Plaintiffs allege that both Defendants are companies in the business of making and
servicing home loans in Oregon. These facts sufficiently allege that Defendants are commercial
enterprises that “offer goods or services to the public.”
In their reply brief, Defendants raise for the first time the argument that they are not
places of public accommodation because of the “selective and discretionary application
processes” for mortgage modifications. Generally, any argument first raised in a reply brief is
waived. See Graves v. Arpaio, 623 F.3d 1043, 1048 (9th Cir. 2010) (citing U.S. ex rel. Meyer v.
Horizon Health Corp., 565 F.3d 1195, 1199 n. 1 (9th Cir. 2009)); see also United States v.
Puerta, 982 F.2d 1297, 1300 n. 1 (9th Cir. 1992) (“New arguments may not be introduced in a
reply brief.”). Defendants cite new case law from this district, Breyer v. Pac. Univ., 2017 WL
3429395 (D. Or. Aug. 9, 2017), in support of their new argument. Breyer, however, does not
reflect a change in Oregon state law, as it relies upon closely analogous case law that pre-exists
Defendants’ opening motion to dismiss. Breyer, 2017 WL 3429395 at *3-4 (citing Vejo v.
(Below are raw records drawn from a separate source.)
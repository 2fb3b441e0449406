//! Conversation handlers.
//!
//! Sessions live only in memory and are created by the first chat turn.

use crate::{
    types::{AppError, ConversationResponse, Result},
    AppState,
};
use axum::{
    extract::{Path, State},
    http::StatusCode,
    Json,
};

/// Get every message recorded for a session.
pub async fn get_conversation(
    State(state): State<AppState>,
    Path(id): Path<String>,
) -> Result<Json<ConversationResponse>> {
    let messages = state
        .conversations
        .get(&id)
        .ok_or_else(|| AppError::NotFound(format!("Conversation {} not found", id)))?;

    Ok(Json(ConversationResponse {
        session_id: id,
        messages,
    }))
}

/// Forget a session.
pub async fn delete_conversation(
    State(state): State<AppState>,
    Path(id): Path<String>,
) -> Result<StatusCode> {
    if !state.conversations.clear(&id) {
        return Err(AppError::NotFound(format!("Conversation {} not found", id)));
    }

    tracing::info!(session_id = %id, "Conversation cleared");
    Ok(StatusCode::NO_CONTENT)
}
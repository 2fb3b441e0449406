//! Terminal chat session behaviour.

mod common;

use common::Harness;
use std::time::Duration;
use study_companion::{
    cli::{
        chat::{run, ChatEvent, ChatSession},
        output::Output,
    },
    types::{AgentKind, AgentPreference},
    RateLimiter,
};

fn limiter() -> RateLimiter {
    RateLimiter::new(100, Duration::from_secs(60), None)
}

#[tokio::test]
async fn test_messages_build_history() {
    let harness = Harness::new();
    let companion = harness.companion();
    let limiter = limiter();
    let mut session = ChatSession::new(&companion, &limiter, "sam", AgentPreference::Auto);

    let event = session.handle("explain plants").await.unwrap();
    match event {
        ChatEvent::Reply(turn) => assert_eq!(turn.agent, Some(AgentKind::Teaching)),
        other => panic!("Expected reply, got {:?}", other),
    }

    session.handle("more examples").await.unwrap();

    assert_eq!(session.history().len(), 4);
    assert_eq!(harness.teaching.call_count(), 2);
    assert_eq!(harness.router.call_count(), 0);
}

#[tokio::test]
async fn test_switch_agent_and_clear() {
    let harness = Harness::new();
    let companion = harness.companion();
    let limiter = limiter();
    let mut session = ChatSession::new(&companion, &limiter, "sam", AgentPreference::Auto);

    let event = session.handle("/agent motivation").await.unwrap();
    assert_eq!(
        event,
        ChatEvent::Switched(AgentPreference::Agent(AgentKind::Motivation))
    );

    session.handle("explain atoms").await.unwrap();
    assert_eq!(harness.motivation.call_count(), 1);
    assert_eq!(harness.teaching.call_count(), 0);

    assert_eq!(session.handle("/clear").await.unwrap(), ChatEvent::Cleared);
    assert!(session.history().is_empty());

    assert!(matches!(
        session.handle("/agent coach").await.unwrap(),
        ChatEvent::Invalid(_)
    ));
    assert_eq!(
        session.preference(),
        AgentPreference::Agent(AgentKind::Motivation)
    );
}

#[tokio::test]
async fn test_rate_limited_message_is_not_sent() {
    let harness = Harness::new();
    let companion = harness.companion();
    let limiter = RateLimiter::new(1, Duration::from_secs(60), None);
    let mut session = ChatSession::new(&companion, &limiter, "sam", AgentPreference::Auto);

    session.handle("explain").await.unwrap();
    assert_eq!(
        session.handle("explain").await.unwrap(),
        ChatEvent::RateLimited
    );
    assert_eq!(harness.teaching.call_count(), 1);
    assert_eq!(session.history().len(), 2);
}

#[tokio::test]
async fn test_run_stops_at_quit() {
    let harness = Harness::new();
    let companion = harness.companion();
    let limiter = limiter();
    let session = ChatSession::new(&companion, &limiter, "sam", AgentPreference::Auto);

    let input: &[u8] = b"explain rain\n\n/quit\nexplain snow\n";
    run(session, input, &Output::no_color()).await.unwrap();

    assert_eq!(harness.teaching.call_count(), 1);
}
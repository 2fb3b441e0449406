use axum::Json;
use serde::Serialize;

#[derive(Debug, Serialize)]
pub struct HealthResponse {
    pub status: &'static str,
    pub version: &'static str,
}

pub async fn health_check() -> Json<HealthResponse> {
    Json(HealthResponse {
        status: "ok",
        version: env!("CARGO_PKG_VERSION"),
    })
}
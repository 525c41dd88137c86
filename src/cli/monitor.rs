use std::{
    io::{self, BufRead, Write},
    path::PathBuf,
    sync::{
        atomic::{AtomicBool, Ordering},
        Arc,
    },
};

use anyhow::{anyhow, Context, Result};
use clap::ArgMatches;
use flume::{Receiver, Sender};

use super::config::MonitorConfig;
use crate::{
    console::{
        history::{default_history_file_name, save_history},
        ConsoleView, DuplexConsole, ScreenBuffer, StreamTerminal, Tee,
    },
    core::task_manager::spawn_blocking_task,
    protocol::{
        driver::Driver,
        status::{presentation, PortRegistry, PortStatus},
        tty::SerialportDriver,
    },
};

/// Lines starting with this character are session commands, see [`SessionCommand`].
pub const COMMAND_PREFIX: char = '~';

#[derive(Debug, Clone, PartialEq, Eq)]
pub enum SessionEvent {
    Line(String),
    Eof,
    Interrupt,
}

#[derive(Debug, Clone, Copy, PartialEq, Eq)]
pub enum SessionCommand {
    Quit,
    View(ConsoleView),
    Pause(bool),
    Clear,
    ToggleTimestamps,
    Rts(bool),
    Dtr(bool),
    Connect,
    Disconnect,
    Reconnect,
    Status,
}

/// What a stdin line means to the session.
#[derive(Debug, Clone, PartialEq, Eq)]
pub enum Input {
    Send(String),
    Command(SessionCommand),
    Unknown(String),
}

fn parse_level(arg: Option<&str>) -> Option<bool> {
    match arg? {
        "1" | "on" | "high" => Some(true),
        "0" | "off" | "low" => Some(false),
        _ => None,
    }
}

/// `~~text` sends `~text`; any other `~word` is a command.
pub fn parse_input(line: &str) -> Input {
    let Some(rest) = line.strip_prefix(COMMAND_PREFIX) else {
        return Input::Send(line.to_string());
    };
    if rest.starts_with(COMMAND_PREFIX) {
        return Input::Send(rest.to_string());
    }

    let mut words = rest.split_whitespace();
    let command = match (words.next(), words.next()) {
        (Some("quit" | "q"), None) => Some(SessionCommand::Quit),
        (Some("hex"), None) => Some(SessionCommand::View(ConsoleView::Hex)),
        (Some("text"), None) => Some(SessionCommand::View(ConsoleView::Text)),
        (Some("pause"), None) => Some(SessionCommand::Pause(true)),
        (Some("resume"), None) => Some(SessionCommand::Pause(false)),
        (Some("clear"), None) => Some(SessionCommand::Clear),
        (Some("ts" | "timestamps"), None) => Some(SessionCommand::ToggleTimestamps),
        (Some("rts"), level) => parse_level(level).map(SessionCommand::Rts),
        (Some("dtr"), level) => parse_level(level).map(SessionCommand::Dtr),
        (Some("connect"), None) => Some(SessionCommand::Connect),
        (Some("disconnect"), None) => Some(SessionCommand::Disconnect),
        (Some("reconnect"), None) => Some(SessionCommand::Reconnect),
        (Some("status"), None) => Some(SessionCommand::Status),
        _ => None,
    };
    match command {
        Some(command) if words.next().is_none() => Input::Command(command),
        _ => Input::Unknown(line.to_string()),
    }
}

/// Stdout that swallows writes while the text view is hidden.
struct GatedStdout {
    enabled: Arc<AtomicBool>,
}

impl Write for GatedStdout {
    fn write(&mut self, buf: &[u8]) -> io::Result<usize> {
        if self.enabled.load(Ordering::Acquire) {
            io::stdout().write(buf)
        } else {
            Ok(buf.len())
        }
    }

    fn flush(&mut self) -> io::Result<()> {
        io::stdout().flush()
    }
}

#[derive(Debug, Clone, Copy)]
enum ControlLine {
    Rts,
    Dtr,
}

type SessionTerminal = Tee<ScreenBuffer, StreamTerminal<GatedStdout>>;

struct Session {
    console: Arc<DuplexConsole<SessionTerminal>>,
    text_gate: Arc<AtomicBool>,
}

impl Session {
    fn set_view(&self, view: ConsoleView) {
        self.console.set_view(view);
        self.text_gate
            .store(view == ConsoleView::Text, Ordering::Release);
    }

    fn print_status(&self) {
        let connection = self.console.connection();
        let shown = presentation(connection.status());
        eprintln!(
            "[{}] {} {}  rts={} dtr={} cts={} dsr={}",
            connection.port_name(),
            shown.glyph,
            shown.label,
            connection.rts() as u8,
            connection.dtr() as u8,
            connection.cts() as u8,
            connection.dsr() as u8,
        );
    }

    /// Write `text` plus the newline on a blocking worker.
    async fn send(&self, text: String) {
        let console = self.console.clone();
        if let Err(err) = spawn_blocking_task(move || console.send_line(&text)).await {
            log::warn!("send task failed: {err}");
        }
    }

    /// Push a control line level on a blocking worker. Failures arrive on
    /// the console's error channel.
    async fn set_control_line(&self, line: ControlLine, level: bool) {
        let console = self.console.clone();
        let pushed = spawn_blocking_task(move || match line {
            ControlLine::Rts => console.set_rts(level),
            ControlLine::Dtr => console.set_dtr(level),
        })
        .await;
        if let Err(err) = pushed {
            log::warn!("control line task failed: {err}");
        }
    }

    /// Returns `false` when the session should end.
    async fn handle(&self, command: SessionCommand) -> bool {
        match command {
            SessionCommand::Quit => return false,
            SessionCommand::View(view) => self.set_view(view),
            SessionCommand::Pause(paused) => self.console.set_paused(paused),
            SessionCommand::Clear => self.console.clear(),
            SessionCommand::ToggleTimestamps => self
                .console
                .set_timestamped(!self.console.is_timestamped()),
            SessionCommand::Rts(level) => self.set_control_line(ControlLine::Rts, level).await,
            SessionCommand::Dtr(level) => self.set_control_line(ControlLine::Dtr, level).await,
            SessionCommand::Connect => self.console.connect(true),
            SessionCommand::Disconnect => self.console.connect(false),
            SessionCommand::Reconnect => self.console.reconnect(),
            SessionCommand::Status => self.print_status(),
        }
        true
    }

    fn save_history(&self, path: &std::path::Path) -> Result<()> {
        let mut lines = self
            .console
            .with_text(|text| text.terminal().primary.lines());
        while lines.last().is_some_and(|line| line.is_empty()) {
            lines.pop();
        }
        save_history(path, &lines)
    }
}

/// Entry point of `serimon --port ...`.
pub async fn run(matches: &ArgMatches) -> Result<()> {
    let config = super::monitor_config(matches)?;
    let history = matches.get_one::<String>("save-history").map(|path| {
        if path.is_empty() {
            PathBuf::from(default_history_file_name(&config.profile))
        } else {
            PathBuf::from(path)
        }
    });

    let (input_tx, input_rx) = flume::unbounded();
    {
        let input_tx = input_tx.clone();
        ctrlc::set_handler(move || {
            let _ = input_tx.send(SessionEvent::Interrupt);
        })
        .context("Failed to install Ctrl+C handler")?;
    }
    spawn_stdin_reader(input_tx)?;

    run_session(Arc::new(SerialportDriver::new()), config, history, input_rx).await
}

fn spawn_stdin_reader(input: Sender<SessionEvent>) -> Result<()> {
    std::thread::Builder::new()
        .name("serimon-stdin".to_string())
        .spawn(move || {
            for line in io::stdin().lock().lines() {
                match line {
                    Ok(line) => {
                        if input.send(SessionEvent::Line(line)).is_err() {
                            return;
                        }
                    }
                    Err(err) => {
                        log::warn!("stdin read failed: {err}");
                        break;
                    }
                }
            }
            let _ = input.send(SessionEvent::Eof);
        })
        .context("Failed to start stdin reader")?;
    Ok(())
}

/// Monitor one port until `input` yields EOF, an interrupt or `~quit`.
pub async fn run_session(
    driver: Arc<dyn Driver>,
    config: MonitorConfig,
    history: Option<PathBuf>,
    input: Receiver<SessionEvent>,
) -> Result<()> {
    let registry = PortRegistry::new(driver);
    registry.rescan();
    let poller = registry
        .start_polling(config.registry_config())
        .context("Failed to start port poller")?;
    let ports = registry.subscribe();

    let text_gate = Arc::new(AtomicBool::new(config.view == ConsoleView::Text));
    let terminal = Tee::new(
        ScreenBuffer::default(),
        StreamTerminal::new(GatedStdout {
            enabled: text_gate.clone(),
        }),
    );
    let console = DuplexConsole::open(
        &registry,
        config.profile.clone(),
        terminal,
        config.buffer_capacity,
    )?;
    console.set_timestamped(config.timestamps);
    console.set_hex_sink(Some(Box::new(|fragment: &str| {
        let mut out = io::stdout().lock();
        let _ = out.write_all(fragment.as_bytes()).and_then(|_| out.flush());
    })));
    let session = Session { console, text_gate };
    session.set_view(config.view);

    eprintln!(
        "serimon: monitoring {} ({}), type {COMMAND_PREFIX}quit to exit",
        config.profile.port_name,
        config.profile.default_name()
    );
    let connecting = session.console.clone();
    let opened = spawn_blocking_task(move || connecting.perform_connect(true))
        .await
        .map_err(|err| anyhow!("connect task failed: {err}"))?;
    if let Err(err) = opened {
        eprintln!("{err}");
    }

    let errors = session.console.errors();
    let mut last_status = session.console.status();
    loop {
        tokio::select! {
            event = input.recv_async() => match event {
                Ok(SessionEvent::Line(line)) => match parse_input(&line) {
                    Input::Send(text) => session.send(text).await,
                    Input::Command(command) => {
                        if !session.handle(command).await {
                            break;
                        }
                    }
                    Input::Unknown(line) => eprintln!("unknown command: {line}"),
                },
                Ok(SessionEvent::Eof) | Ok(SessionEvent::Interrupt) | Err(_) => break,
            },
            message = errors.recv_async() => {
                if let Ok(message) = message {
                    eprintln!("{message}");
                }
            }
            changed = ports.recv_async() => {
                if changed.is_err() {
                    continue;
                }
                let status = session.console.status();
                if status != last_status {
                    last_status = status;
                    session.print_status();
                    if status == PortStatus::UnavailableDisconnected {
                        log::info!("{} went away", config.profile.port_name);
                    }
                }
            }
        }
    }

    if let Some(path) = &history {
        match session.save_history(path) {
            Ok(()) => eprintln!("history saved to {}", path.display()),
            Err(err) => eprintln!("{err:#}"),
        }
    }
    session.console.connection().close_silently(true);
    session.console.dispose();
    poller.stop();
    Ok(())
}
Portland Public Sch., 204 F. Supp. 3d 1149, 1167 (D. Or. 2016) and Abukhalaf v. Morrison
Child & Family Services, 2009 WL 4067274, at *6-7 (D. Or. Nov. 20, 2009)). Because this
argument was first raised in a reply brief and is not based on new or changed law, it is waived.
Defendants argue that Plaintiffs’ disability discrimination claim fails because Plaintiffs
have not identified any good or service offered by Defendants that Defendants have not made
accessible. Plaintiffs respond that Defendants must make a reasonable modification to their
PAGE 20 – OPINION AND ORDER
policy requiring escrow payments in order for Plaintiffs to avail themselves of Defendants’ loan
Both the ADA and Oregon’s anti-discrimination laws require that places of public
accommodations make reasonable modifications to ensure access to their goods and services by
those with disabilities. See 42 U.S.C.A. § 12182(2)(A) (“discrimination includes . . . a failure to
make reasonable modifications in policies, practices, or procedures, when such modifications are
necessary to afford such goods, services, facilities, privileges, advantages, or accommodations to
individuals with disabilities”); Or. Admin. R. 839-006-0330 (“Places of public accommodation
must remove physical and administrative barriers, if readily achievable . . . in order to make
offered goods and services accessible”). Oregon’s anti-discrimination provision, ORS
§ 659A.142, “shall be construed to the extent possible in a manner that is consistent with any
similar provisions of the federal Americans with Disabilities Act.” ORS § 659A.139(1).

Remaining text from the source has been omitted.